9.7 When males and females do not agree
Frequently, males and females have conflicting strategies for maximizing their reproductive success. These conflicting optimal strategies typically arise over the mode and frequency of mating and can give rise to sexual conflict. Remember that males and females often make very different investments in reproduction with females producing just a few, nutrient-rich gametes over which they are often very protective. In contrast, males typically produce many, motile, and less nutrient-rich gametes. This difference in gamete production usually means that females optimize their reproductive success by mating with just a few, high quality males, while males optimize their reproductive success by mating with as many females as they can in their lifetime.
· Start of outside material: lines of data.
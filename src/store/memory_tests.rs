// Copyright (c) 2025 Erick Bourgeois, firestoned
// SPDX-License-Identifier: MIT

//! Unit tests for `memory.rs`

use super::{matches_selector, MemoryStore, Operation};
use crate::store::ObjectStore;
use k8s_openapi::api::core::v1::{PersistentVolume, PersistentVolumeClaim, Service, ServiceSpec};
use k8s_openapi::apimachinery::pkg::apis::meta::v1::ObjectMeta;
use std::collections::BTreeMap;

fn claim(namespace: &str, name: &str, labels: &[(&str, &str)]) -> PersistentVolumeClaim {
    PersistentVolumeClaim {
        metadata: ObjectMeta {
            name: Some(name.to_string()),
            namespace: Some(namespace.to_string()),
            labels: Some(
                labels
                    .iter()
                    .map(|(k, v)| ((*k).to_string(), (*v).to_string()))
                    .collect(),
            ),
            ..Default::default()
        },
        ..Default::default()
    }
}

#[tokio::test]
async fn test_create_assigns_uid_and_rejects_duplicates() {
    let store = MemoryStore::new();

    let created = ObjectStore::<PersistentVolumeClaim>::create(&store, &claim("ns", "a", &[]))
        .await
        .unwrap();
    assert!(created.metadata.uid.is_some());
    assert!(created.metadata.resource_version.is_some());

    let err = ObjectStore::<PersistentVolumeClaim>::create(&store, &claim("ns", "a", &[]))
        .await
        .unwrap_err();
    assert!(err.is_already_exists());
    assert_eq!(store.count::<PersistentVolumeClaim>(), 1);
}

#[tokio::test]
async fn test_get_and_delete() {
    let store = MemoryStore::new();
    store.insert(claim("ns", "a", &[]));

    let found: Option<PersistentVolumeClaim> = store.get(Some("ns"), "a").await.unwrap();
    assert!(found.is_some());

    let missing: Option<PersistentVolumeClaim> = store.get(Some("other"), "a").await.unwrap();
    assert!(missing.is_none());

    ObjectStore::<PersistentVolumeClaim>::delete(&store, Some("ns"), "a")
        .await
        .unwrap();
    let err = ObjectStore::<PersistentVolumeClaim>::delete(&store, Some("ns"), "a")
        .await
        .unwrap_err();
    assert!(err.is_not_found());
}

#[tokio::test]
async fn test_kinds_are_isolated() {
    let store = MemoryStore::new();
    store.insert(claim("ns", "a", &[]));

    assert!(store.contains::<PersistentVolumeClaim>(Some("ns"), "a"));
    assert!(!store.contains::<Service>(Some("ns"), "a"));
    assert!(!store.contains::<PersistentVolume>(None, "a"));
}

#[tokio::test]
async fn test_list_filters_by_namespace_and_selector() {
    let store = MemoryStore::new();
    store.insert(claim("ns1", "a", &[("app", "nfs")]));
    store.insert(claim("ns1", "b", &[("app", "other")]));
    store.insert(claim("ns2", "c", &[("app", "nfs")]));

    let all: Vec<PersistentVolumeClaim> = store.list(None, "app=nfs").await.unwrap();
    assert_eq!(all.len(), 2);

    let scoped: Vec<PersistentVolumeClaim> = store.list(Some("ns1"), "app=nfs").await.unwrap();
    assert_eq!(scoped.len(), 1);
    assert_eq!(scoped[0].metadata.name.as_deref(), Some("a"));

    let everything: Vec<PersistentVolumeClaim> = store.list(None, "").await.unwrap();
    assert_eq!(everything.len(), 3);
}

#[tokio::test]
async fn test_service_gets_cluster_ip() {
    let store = MemoryStore::new();
    let service = Service {
        metadata: ObjectMeta {
            name: Some("svc".to_string()),
            namespace: Some("ns".to_string()),
            ..Default::default()
        },
        spec: Some(ServiceSpec::default()),
        ..Default::default()
    };

    let created = ObjectStore::<Service>::create(&store, &service).await.unwrap();
    let ip = created.spec.and_then(|s| s.cluster_ip);
    assert!(ip.is_some_and(|ip| ip.starts_with("10.96.0.")));
}

#[tokio::test]
async fn test_injected_failure_and_clear() {
    let store = MemoryStore::new();
    store.fail_on(Operation::Create, "PersistentVolumeClaim", "boom");

    let err = ObjectStore::<PersistentVolumeClaim>::create(&store, &claim("ns", "a", &[]))
        .await
        .unwrap_err();
    assert!(err.to_string().contains("boom"));

    store.clear_failures();
    ObjectStore::<PersistentVolumeClaim>::create(&store, &claim("ns", "a", &[]))
        .await
        .unwrap();
    assert_eq!(store.operations(), vec!["create PersistentVolumeClaim ns/a"]);
}

#[tokio::test]
async fn test_replace_requires_existing_object() {
    let store = MemoryStore::new();

    let err = ObjectStore::<PersistentVolumeClaim>::replace(&store, &claim("ns", "a", &[]))
        .await
        .unwrap_err();
    assert!(err.is_not_found());

    store.insert(claim("ns", "a", &[]));
    let replaced = ObjectStore::<PersistentVolumeClaim>::replace(
        &store,
        &claim("ns", "a", &[("updated", "true")]),
    )
    .await
    .unwrap();
    assert_eq!(
        replaced.metadata.labels.unwrap().get("updated").map(String::as_str),
        Some("true")
    );
}

#[test]
fn test_matches_selector_forms() {
    let labels = BTreeMap::from([
        ("a".to_string(), "1".to_string()),
        ("b".to_string(), "2".to_string()),
    ]);

    assert!(matches_selector(&labels, ""));
    assert!(matches_selector(&labels, "a=1"));
    assert!(matches_selector(&labels, "a==1,b=2"));
    assert!(matches_selector(&labels, "a!=2"));
    assert!(matches_selector(&labels, "a"));
    assert!(matches_selector(&labels, "!c"));
    assert!(!matches_selector(&labels, "a=2"));
    assert!(!matches_selector(&labels, "c"));
    assert!(!matches_selector(&labels, "!a"));
}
Sexual conflict can lead to the evolution of sexually antagonistic behaviors. For example, males benefit by mating with multiple females, but females typically do not benefit from frequent mating. Thus, females will often exercise extreme mate choice, and males will sometimes try to circumvent this mate choice by using forceful mating tactics and coercive behaviors to achieve reproductive success.
One such forceful-mating tactic, called traumatic insemination, occurs exclusively in invertebrates, and involves a male inserting his genitalia into the non-genital tissue of a female. Essentially a male will stab a female with his genitals and release sperm products directly into her blood stream—yikes! This behavior can lead to fertilization because in most invertebrates, like insects, blood and other fluids circulate together (in contrast to that of many other animals, including humans, in which blood circulates in a different system from other fluids). Following traumatic insemination, sperm can migrate through the blood stream to a female’s ovaries, resulting in fertilization. Most of the research on traumatic insemination has been carried out on bed bugs in which males have evolved knife-like genitals that can stab through the hard exoskeleton of a female and transfer sperm directly into her body cavity and blood stream.
While it is easy to see how this behavior benefits the male, traumatic insemination has been shown to reduce female fitness because the number of offspring produced via this process is typically less than the number produced via non-traumatic means. Because of the reduction in fitness, females have evolved behavioral and physiological adaptations in response to these forced copulation attempts.
Sexual conflict can also present in the form of coercive sexual behaviors. As the term coercive implies, these behaviors are not mutually beneficial to males and females, but they evolve because the behaviors confer some advantage to one sex. For example, in lions, mature males will sometimes kill the young offspring of a female they wish to mate with. This behavior, called infanticide, typically results in the mature male becoming the new sexual partner of the offspring’s mother, who would otherwise be unreceptive to a new mate. Once again, adaptations to counter this behavior have been observed. In lions, females will have multiple mates, confusing paternity for males in the population, making it difficult for a male to be certain that the offspring he kills are not his own.
The important thing to understand about sexual conflict is that this is often a cyclical process. This means that one sex may evolve a means for biasing reproduction in their favor (e.g. males attempting to mate more often by forcing females to mate with them), and in response, the other sex can evolve adaptations to shift reproduction back in their favor (e.g. females evolving refusal positions to counter attempts at forced copulation by males). Thus, this process is often referred to as an evolutionary arms race because any evolutionary change will only ever be relative progress. In other words, one sex might gain an advantage in the short-term, but no sex will have the upper-hand for the long-term.